> **Task description**: Taking the entries below from the top, restate each line exactly and end with the line containing "use rand::rngs::StdRng;".

> **Data for review**:
//! In-process GPU instance fleet served as a paged, sortable data source.

use std::collections::BTreeMap;
use std::sync::{Arc, RwLock};
use std::time::Duration;

use async_trait::async_trait;
use chrono::{DateTime, TimeZone, Utc};
use log::{debug, trace};
use rand::rngs::StdRng;
use rand::{Rng, SeedableRng};
use serde_json::json;

use fleetgrid::SourceError;
use fleetgrid::table::{ColumnDef, GridRow, SortSpec, SortValue, sort_rows};
use fleetgrid::window::{Meta, RangeRequest, RangeResponse, RangeSource};

const PROVIDERS: &[&str] = &["lambda", "coreweave", "runpod", "vast", "crusoe"];
const REGIONS: &[&str] = &["us-east-1", "us-west-2", "eu-central-1", "ap-south-1"];
const GPU_TYPES: &[&str] = &["H100", "A100-80G", "L40S", "A10", "RTX-4090"];
const STATUSES: &[&str] = &["running", "running", "running", "provisioning", "stopped", "failed"];

/// Simulated backend latency per request.
const LATENCY: Duration = Duration::from_millis(60);

/// Fixed seed so every run shows the same fleet.
const FLEET_SEED: u64 = 0x9E37_79B9_7F4A_7C15;

#[derive(Debug, Clone)]
pub struct Instance {
    pub id: u64,
    pub name: String,
    pub provider: &'static str,
    pub region: &'static str,
    pub gpu_type: &'static str,
    pub gpu_count: u32,
    pub status: &'static str,
    pub cost_per_hour: f64,
    pub created_at: DateTime<Utc>,
}

impl GridRow for Instance {
    fn cell(&self, column_id: &str) -> String {
        match column_id {
            "id" => self.id.to_string(),
            "name" => self.name.clone(),
            "provider" => self.provider.to_string(),
            "region" => self.region.to_string(),
            "gpu_type" => self.gpu_type.to_string(),
            "gpu_count" => self.gpu_count.to_string(),
            "status" => self.status.to_string(),
            "cost" => format!("${:.2}/h", self.cost_per_hour),
            "created_at" => self.created_at.format("%Y-%m-%d %H:%M").to_string(),
            _ => String::new(),
        }
    }

    fn sort_value(&self, column_id: &str) -> SortValue {
        match column_id {
            "id" => self.id.into(),
            "gpu_count" => self.gpu_count.into(),
            "cost" => self.cost_per_hour.into(),
            "created_at" => self.created_at.into(),
            _ => self.cell(column_id).into(),
        }
    }
}

/// Column definitions for the instance table.
pub fn columns() -> Vec<ColumnDef<Instance>> {
    vec![
        ColumnDef::new("name", "Name").sortable().width(16),
        ColumnDef::new("status", "Status")
            .sortable()
            .width(14)
            .compare_with(|a: &Instance, b: &Instance| status_rank(a.status).cmp(&status_rank(b.status))),
        ColumnDef::new("provider", "Provider").sortable().width(12),
        ColumnDef::new("region", "Region").sortable().width(14),
        ColumnDef::new("gpu_type", "GPU").sortable().width(10),
        ColumnDef::new("gpu_count", "#GPU").sortable().width(6).min_width(5),
        ColumnDef::new("cost", "Cost").sortable().width(12).min_width(8),
        ColumnDef::new("created_at", "Created").sortable().width(18),
        ColumnDef::new("id", "ID").width(8).fixed().hidden_by_default(),
    ]
}

fn status_rank(status: &str) -> u8 {
    match status {
        "running" => 0,
        "provisioning" => 1,
        "stopped" => 2,
        _ => 3,
    }
}

fn pick<T: Copy>(rng: &mut StdRng, items: &[T]) -> T {
    items[rng.random_range(0..items.len())]
}

#[derive(Debug)]
struct FleetState {
    instances: Vec<Instance>,
    rng: StdRng,
}

impl FleetState {
    fn spawn(&mut self) {
        let id = self.instances.len() as u64 + 1;
        let gpu_type = pick(&mut self.rng, GPU_TYPES);
        let gpu_count = 1u32 << self.rng.random_range(0..4u32);
        let base = match gpu_type {
            "H100" => 2.49,
            "A100-80G" => 1.79,
            "L40S" => 0.99,
            "A10" => 0.60,
            _ => 0.44,
        };
        let created_at = Utc
            .timestamp_opt(1_704_067_200 + (id as i64) * 1_800, 0)
            .single()
            .unwrap_or_default();

        self.instances.push(Instance {
            id,
            name: format!("gpu-{}", id),
            provider: pick(&mut self.rng, PROVIDERS),
            region: pick(&mut self.rng, REGIONS),
            gpu_type,
            gpu_count,
            status: pick(&mut self.rng, STATUSES),
            cost_per_hour: base * gpu_count as f64,
            created_at,
        });
    }
}

/// The shared fleet. Cloning is cheap; every clone sees the same instances.
#[derive(Debug, Clone)]
pub struct Fleet {
    state: Arc<RwLock<FleetState>>,
}

impl Fleet {
    pub fn new(size: usize) -> Self {
        let mut state = FleetState {
            instances: Vec::with_capacity(size),
            rng: StdRng::seed_from_u64(FLEET_SEED),
        };
        for _ in 0..size {
            state.spawn();
        }
        Self {
            state: Arc::new(RwLock::new(state)),
        }
    }

    /// Simulates live activity: a few instances change status and `added`
    /// new ones appear.
    pub fn churn(&self, added: usize) {
        let Ok(mut state) = self.state.write() else {
            return;
        };
        let len = state.instances.len();
        for _ in 0..3 {
            if len == 0 {
                break;
            }
            let index = state.rng.random_range(0..len);
            let status = pick(&mut state.rng, STATUSES);
            state.instances[index].status = status;
        }
        for _ in 0..added {
            state.spawn();
        }
        debug!("fleet churned: {} instances", state.instances.len());
    }

    pub fn size(&self) -> usize {
        self.state.read().map(|s| s.instances.len()).unwrap_or(0)
    }

    /// A data source over this fleet for one filter and sort.
    pub fn query(&self, status: Option<&str>, sort: Option<&SortSpec>) -> FleetQuery {
        FleetQuery {
            fleet: self.clone(),
            status: status.map(str::to_string),
            sort: sort.cloned(),
        }
    }
}

/// One query against the fleet, like a call to the instance search route.
#[derive(Debug, Clone)]
pub struct FleetQuery {
    fleet: Fleet,
    status: Option<String>,
    sort: Option<SortSpec>,
}

impl FleetQuery {
    /// Identity of this query for the table's cache.
    pub fn key(&self) -> String {
        format!(
            "instances?status={}&sort={}",
            self.status.as_deref().unwrap_or("*"),
            self.sort.as_ref().map(SortSpec::key).unwrap_or_default()
        )
    }

    fn snapshot(&self) -> Result<(Vec<Instance>, usize, Meta), SourceError> {
        let state = self.fleet.state.read().map_err(|_| SourceError::Unavailable)?;
        let total = state.instances.len();

        let mut counts: BTreeMap<&str, usize> = BTreeMap::new();
        for instance in &state.instances {
            *counts.entry(instance.status).or_default() += 1;
        }
        let mut meta = Meta::new();
        meta.insert("status_counts".to_string(), json!(counts));

        let mut rows: Vec<Instance> = state
            .instances
            .iter()
            .filter(|i| self.status.as_deref().is_none_or(|s| i.status == s))
            .cloned()
            .collect();
        if let Some(spec) = &self.sort {
            sort_rows(&mut rows, spec, &columns());
        }
        Ok((rows, total, meta))
    }
}

#[async_trait]
impl RangeSource for FleetQuery {
    type Row = Instance;

    async fn load_range(
        &self,
        request: RangeRequest,
    ) -> Result<RangeResponse<Instance>, SourceError> {
        trace!("fleet query {} offset={} limit={}", self.key(), request.offset, request.limit);
        tokio::time::sleep(LATENCY).await;

        let (rows, total, meta) = self.snapshot()?;
        let filtered = rows.len();
        let items = rows
            .into_iter()
            .skip(request.offset)
            .take(request.limit)
            .collect();
        Ok(RangeResponse::new(request.offset, items)
            .with_counts(total, filtered)
            .with_meta(meta))
    }
}

#[cfg(test)]
mod tests {
    use super::*;

    #[tokio::test(start_paused = true)]
    async fn test_query_filters_and_sorts() {
        let fleet = Fleet::new(50);
        let query = fleet.query(Some("running"), Some(&SortSpec::desc("cost")));
        let response = query.load_range(RangeRequest::new(0, 500)).await.unwrap();

        assert_eq!(response.total_count, 50);
        assert_eq!(response.filtered_count, response.items.len());
        assert!(response.items.iter().all(|i| i.status == "running"));
        assert!(
            response
                .items
                .windows(2)
                .all(|w| w[0].cost_per_hour >= w[1].cost_per_hour)
        );
        let meta = response.meta.clone().unwrap();
        assert_eq!(meta["status_counts"]["running"], json!(response.filtered_count));
    }

    #[tokio::test(start_paused = true)]
    async fn test_churn_grows_fleet() {
        let fleet = Fleet::new(10);
        fleet.churn(4);
        assert_eq!(fleet.size(), 14);

        let response = fleet
            .query(None, None)
            .load_range(RangeRequest::new(10, 10))
            .await
            .unwrap();
        assert_eq!(response.offset, 10);
        assert_eq!(response.items.len(), 4);
        assert_eq!(response.items[0].name, "gpu-11");
    }

    #[test]
    fn test_fleet_is_deterministic() {
        let (first, _, _) = Fleet::new(20).query(None, None).snapshot().unwrap();
        let (second, _, _) = Fleet::new(20).query(None, None).snapshot().unwrap();

        let placement = |rows: &[Instance]| {
            rows.iter()
                .map(|i| (i.status, i.region, i.gpu_count))
                .collect::<Vec<_>>()
        };
        assert_eq!(placement(&first), placement(&second));
        assert!(first.iter().all(|i| [1, 2, 4, 8].contains(&i.gpu_count)));
    }

    #[test]
    fn test_query_key_tracks_filter_and_sort() {
        let fleet = Fleet::new(0);
        assert_ne!(
            fleet.query(None, None).key(),
            fleet.query(Some("failed"), None).key()
        );
        assert_ne!(
            fleet.query(None, Some(&SortSpec::asc("name"))).key(),
            fleet.query(None, Some(&SortSpec::desc("name"))).key()
        );
    }
}
//! Error types

mod source;
mod store;

pub use source::*;
pub use store::*;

> **Task output**:
//! In-process GPU instance fleet served as a paged, sortable data source.

use std::collections::BTreeMap;
use std::sync::{Arc, RwLock};
use std::time::Duration;

use async_trait::async_trait;
use chrono::{DateTime, TimeZone, Utc};
use log::{debug, trace};
use rand::rngs::StdRng;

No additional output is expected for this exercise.